▼
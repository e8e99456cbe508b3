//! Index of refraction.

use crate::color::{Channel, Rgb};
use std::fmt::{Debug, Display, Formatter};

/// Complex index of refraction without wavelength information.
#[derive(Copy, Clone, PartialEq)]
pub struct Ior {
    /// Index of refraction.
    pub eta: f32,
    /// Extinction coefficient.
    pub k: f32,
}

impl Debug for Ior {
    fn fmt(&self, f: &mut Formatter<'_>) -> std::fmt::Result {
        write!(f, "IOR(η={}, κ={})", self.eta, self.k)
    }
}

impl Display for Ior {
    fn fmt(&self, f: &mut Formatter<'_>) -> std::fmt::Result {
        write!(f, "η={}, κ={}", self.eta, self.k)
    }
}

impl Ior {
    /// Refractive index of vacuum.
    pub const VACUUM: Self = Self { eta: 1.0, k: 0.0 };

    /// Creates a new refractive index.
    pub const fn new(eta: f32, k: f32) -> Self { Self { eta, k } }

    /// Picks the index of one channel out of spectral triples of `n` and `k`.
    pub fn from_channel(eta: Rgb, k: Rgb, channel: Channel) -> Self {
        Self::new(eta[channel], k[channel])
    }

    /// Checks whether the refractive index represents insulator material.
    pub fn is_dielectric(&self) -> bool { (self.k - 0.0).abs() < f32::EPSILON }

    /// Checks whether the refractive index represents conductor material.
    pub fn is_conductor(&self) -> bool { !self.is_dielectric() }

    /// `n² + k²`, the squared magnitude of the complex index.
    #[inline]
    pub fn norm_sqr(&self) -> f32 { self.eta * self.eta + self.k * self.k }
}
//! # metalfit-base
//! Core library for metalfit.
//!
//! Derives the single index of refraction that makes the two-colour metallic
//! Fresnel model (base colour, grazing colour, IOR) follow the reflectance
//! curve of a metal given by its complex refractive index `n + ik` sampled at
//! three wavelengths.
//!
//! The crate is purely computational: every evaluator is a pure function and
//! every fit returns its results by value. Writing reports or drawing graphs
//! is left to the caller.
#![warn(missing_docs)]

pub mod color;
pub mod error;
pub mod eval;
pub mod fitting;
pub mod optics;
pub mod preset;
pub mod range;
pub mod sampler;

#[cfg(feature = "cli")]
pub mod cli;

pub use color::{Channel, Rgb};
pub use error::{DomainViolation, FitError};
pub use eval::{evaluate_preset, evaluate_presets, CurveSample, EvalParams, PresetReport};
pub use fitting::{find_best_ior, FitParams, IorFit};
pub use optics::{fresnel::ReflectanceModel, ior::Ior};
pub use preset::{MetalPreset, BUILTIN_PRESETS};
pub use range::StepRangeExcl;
▲
**Directions**: Search the records for the string "Checks", and copy every line that holds it.

**Output of the exercise**:
    /// Checks whether the refractive index represents insulator material.
    /// Checks whether the refractive index represents conductor material.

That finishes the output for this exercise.